### Task statement
How many lines in the entries below contain the word "productId"? Answer with the number and nothing else.

[Saved data entries]
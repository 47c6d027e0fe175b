use std::sync::Arc;

use crate::config::{AppConfig, JwtConfig};
use crate::store::{MemStore, Store};

#[derive(Clone)]
pub struct AppState {
    pub store: Arc<dyn Store>,
    pub config: Arc<AppConfig>,
}

impl AppState {
    pub async fn init() -> anyhow::Result<Self> {
        let config = Arc::new(AppConfig::from_env()?);
        // Store backends are injected behind the trait; swap in a real
        // document database client here without touching the handlers.
        let store = Arc::new(MemStore::new()) as Arc<dyn Store>;
        Ok(Self { store, config })
    }

    pub fn from_parts(store: Arc<dyn Store>, config: Arc<AppConfig>) -> Self {
        Self { store, config }
    }

    pub fn fake() -> Self {
        let config = Arc::new(AppConfig {
            jwt: JwtConfig {
                secret: "test-secret".into(),
                issuer: "test-issuer".into(),
                audience: "test-aud".into(),
                ttl_minutes: 5,
            },
        });
        Self {
            store: Arc::new(MemStore::new()),
            config,
        }
    }
}
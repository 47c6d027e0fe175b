use axum::{
    extract::{Path, Query, State},
    http::StatusCode,
    routing::get,
    Json, Router,
};
use time::OffsetDateTime;
use tracing::{info, instrument};
use uuid::Uuid;

use crate::{
    auth::jwt::AuthUser,
    error::ApiError,
    integrity,
    policy::{self, Action, Caller, ResourceKind},
    query::{self, Page},
    state::AppState,
};

use super::dto::{
    CreateProductRequest, DeletedResponse, ProductListParams, ProductListResponse, ProductResponse,
    UpdateProductRequest,
};
use super::repo::{self, Product};

pub fn routes() -> Router<AppState> {
    Router::new()
        .route("/", get(list_products).post(create_product))
        .route("/mine", get(my_products))
        .route(
            "/:id",
            get(get_product).put(update_product).delete(delete_product),
        )
}

fn required(value: Option<String>) -> Result<String, ApiError> {
    value
        .map(|v| v.trim().to_string())
        .filter(|v| !v.is_empty())
        .ok_or_else(|| ApiError::Validation("All required fields must be provided.".into()))
}

fn positive_price(price: f64) -> Result<f64, ApiError> {
    if price > 0.0 {
        Ok(price)
    } else {
        Err(ApiError::Validation("Price must be greater than zero.".into()))
    }
}

#[instrument(skip(state, payload))]
pub async fn create_product(
    State(state): State<AppState>,
    AuthUser(identity): AuthUser,
    Json(payload): Json<CreateProductRequest>,
) -> Result<(StatusCode, Json<ProductResponse>), ApiError> {
    let name = required(payload.name)?;
    let brand = required(payload.brand)?;
    let category = required(payload.category)?;
    let city = required(payload.city)?;
    let area = required(payload.area)?;
    let price = positive_price(
        payload
            .price
            .ok_or_else(|| ApiError::Validation("All required fields must be provided.".into()))?,
    )?;

    let caller = Caller::from(identity.clone());
    policy::authorize(&caller, Action::Create, ResourceKind::Product, Some(identity.id))?;
    integrity::require_active_retailer(state.store.as_ref(), identity.id).await?;

    let product = Product {
        id: Uuid::new_v4(),
        name,
        brand,
        category,
        description: payload.description,
        price,
        city,
        area,
        image: payload.image,
        owner_id: identity.id,
        created_at: OffsetDateTime::now_utc(),
    };
    let product = repo::insert(state.store.as_ref(), &product).await?;

    info!(product_id = %product.id, owner_id = %identity.id, "product created");
    Ok((
        StatusCode::CREATED,
        Json(ProductResponse {
            success: true,
            message: Some("Product created".into()),
            product,
        }),
    ))
}

#[instrument(skip(state))]
pub async fn list_products(
    State(state): State<AppState>,
    Query(params): Query<ProductListParams>,
) -> Result<Json<ProductListResponse>, ApiError> {
    let filter = query::product_filter(
        params.city.as_deref(),
        params.area.as_deref(),
        params.category.as_deref(),
        params.min_price.as_deref(),
        params.max_price.as_deref(),
    );
    let page = Page::from_raw(params.page.as_deref(), params.limit.as_deref());
    let products = repo::list(state.store.as_ref(), &filter, &page.window()).await?;
    Ok(Json(ProductListResponse {
        success: true,
        count: products.len(),
        products,
    }))
}

#[instrument(skip(state))]
pub async fn get_product(
    State(state): State<AppState>,
    Path(id): Path<Uuid>,
) -> Result<Json<ProductResponse>, ApiError> {
    let product = repo::find_by_id(state.store.as_ref(), id)
        .await?
        .ok_or_else(|| ApiError::NotFound("Product not found.".into()))?;
    Ok(Json(ProductResponse {
        success: true,
        message: None,
        product,
    }))
}

#[instrument(skip(state, payload))]
pub async fn update_product(
    State(state): State<AppState>,
    AuthUser(identity): AuthUser,
    Path(id): Path<Uuid>,
    Json(payload): Json<UpdateProductRequest>,
) -> Result<Json<ProductResponse>, ApiError> {
    // Existence first, so probing a missing id yields 404 before 403.
    let existing = repo::find_by_id(state.store.as_ref(), id)
        .await?
        .ok_or_else(|| ApiError::NotFound("Product not found.".into()))?;
    policy::authorize(
        &Caller::from(identity.clone()),
        Action::Update,
        ResourceKind::Product,
        Some(existing.owner_id),
    )?;

    if let Some(price) = payload.price {
        positive_price(price)?;
    }

    let patch = serde_json::to_value(&payload)?;
    let product = repo::update(state.store.as_ref(), id, patch)
        .await?
        .ok_or_else(|| ApiError::NotFound("Product not found.".into()))?;

    info!(product_id = %id, "product updated");
    Ok(Json(ProductResponse {
        success: true,
        message: Some("Product updated".into()),
        product,
    }))
}

#[instrument(skip(state))]
pub async fn delete_product(
    State(state): State<AppState>,
    AuthUser(identity): AuthUser,
    Path(id): Path<Uuid>,
) -> Result<Json<DeletedResponse>, ApiError> {
    let existing = repo::find_by_id(state.store.as_ref(), id)
        .await?
        .ok_or_else(|| ApiError::NotFound("Product not found.".into()))?;
    policy::authorize(
        &Caller::from(identity),
        Action::Delete,
        ResourceKind::Product,
        Some(existing.owner_id),
    )?;

    repo::delete(state.store.as_ref(), id).await?;
    info!(product_id = %id, "product deleted");
    Ok(Json(DeletedResponse {
        success: true,
        message: "Product deleted".into(),
    }))
}

#[instrument(skip(state))]
pub async fn my_products(
    State(state): State<AppState>,
    AuthUser(identity): AuthUser,
) -> Result<Json<ProductListResponse>, ApiError> {
    let products = repo::find_by_owner(state.store.as_ref(), identity.id).await?;
    if products.is_empty() {
        return Err(ApiError::NotFound("No products found.".into()));
    }
    Ok(Json(ProductListResponse {
        success: true,
        count: products.len(),
        products,
    }))
}
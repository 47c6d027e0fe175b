use axum::{
    http::StatusCode,
    response::{IntoResponse, Response},
    Json,
};
use serde_json::json;
use tracing::error;

use crate::store::StoreError;

/// Error taxonomy shared by every handler. Each variant maps to one status
/// code and is rendered through the common `{success:false, message}` envelope.
#[derive(Debug, thiserror::Error)]
pub enum ApiError {
    /// Missing or malformed input field.
    #[error("{0}")]
    Validation(String),
    /// No credential, or an invalid/expired one.
    #[error("{0}")]
    Authentication(String),
    /// Valid credential, insufficient permission.
    #[error("{0}")]
    Authorization(String),
    #[error("{0}")]
    NotFound(String),
    /// Unique-field collision.
    #[error("{0}")]
    Conflict(String),
    /// Dangling or mistyped foreign reference, named by field.
    #[error("Invalid reference in `{field}`: {message}")]
    Integrity { field: String, message: String },
    #[error(transparent)]
    Unexpected(#[from] anyhow::Error),
}

impl ApiError {
    pub fn status(&self) -> StatusCode {
        match self {
            Self::Validation(_) | Self::Integrity { .. } => StatusCode::BAD_REQUEST,
            Self::Authentication(_) => StatusCode::UNAUTHORIZED,
            Self::Authorization(_) => StatusCode::FORBIDDEN,
            Self::NotFound(_) => StatusCode::NOT_FOUND,
            Self::Conflict(_) => StatusCode::CONFLICT,
            Self::Unexpected(_) => StatusCode::INTERNAL_SERVER_ERROR,
        }
    }
}

impl IntoResponse for ApiError {
    fn into_response(self) -> Response {
        let status = self.status();
        let message = match &self {
            Self::Unexpected(err) => {
                error!(error = %err, "unexpected error");
                // Detail is only surfaced in development mode.
                let dev = std::env::var("APP_ENV")
                    .map(|v| v == "development")
                    .unwrap_or(false);
                if dev {
                    err.to_string()
                } else {
                    "Internal Server Error".to_string()
                }
            }
            other => other.to_string(),
        };
        (status, Json(json!({ "success": false, "message": message }))).into_response()
    }
}

impl From<StoreError> for ApiError {
    fn from(err: StoreError) -> Self {
        match err {
            StoreError::Duplicate { field } => {
                Self::Conflict(format!("A record with this {field} already exists."))
            }
            StoreError::Backend(msg) => Self::Unexpected(anyhow::anyhow!(msg)),
        }
    }
}

impl From<serde_json::Error> for ApiError {
    fn from(err: serde_json::Error) -> Self {
        Self::Unexpected(err.into())
    }
}

#[cfg(test)]
mod tests {
    use super::*;

    #[test]
    fn status_codes_follow_the_taxonomy() {
        assert_eq!(
            ApiError::Validation("x".into()).status(),
            StatusCode::BAD_REQUEST
        );
        assert_eq!(
            ApiError::Authentication("x".into()).status(),
            StatusCode::UNAUTHORIZED
        );
        assert_eq!(
            ApiError::Authorization("x".into()).status(),
            StatusCode::FORBIDDEN
        );
        assert_eq!(ApiError::NotFound("x".into()).status(), StatusCode::NOT_FOUND);
        assert_eq!(ApiError::Conflict("x".into()).status(), StatusCode::CONFLICT);
        assert_eq!(
            ApiError::Integrity {
                field: "productId".into(),
                message: "missing".into()
            }
            .status(),
            StatusCode::BAD_REQUEST
        );
    }

    #[test]
    fn duplicate_store_error_becomes_conflict() {
        let err: ApiError = StoreError::Duplicate { field: "shopName" }.into();
        assert!(matches!(err, ApiError::Conflict(_)));
        assert!(err.to_string().contains("shopName"));
    }

    #[test]
    fn integrity_error_names_the_field() {
        let err = ApiError::Integrity {
            field: "productId".into(),
            message: "Product not found.".into(),
        };
        assert!(err.to_string().contains("productId"));
    }
}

### Solution for this problem
3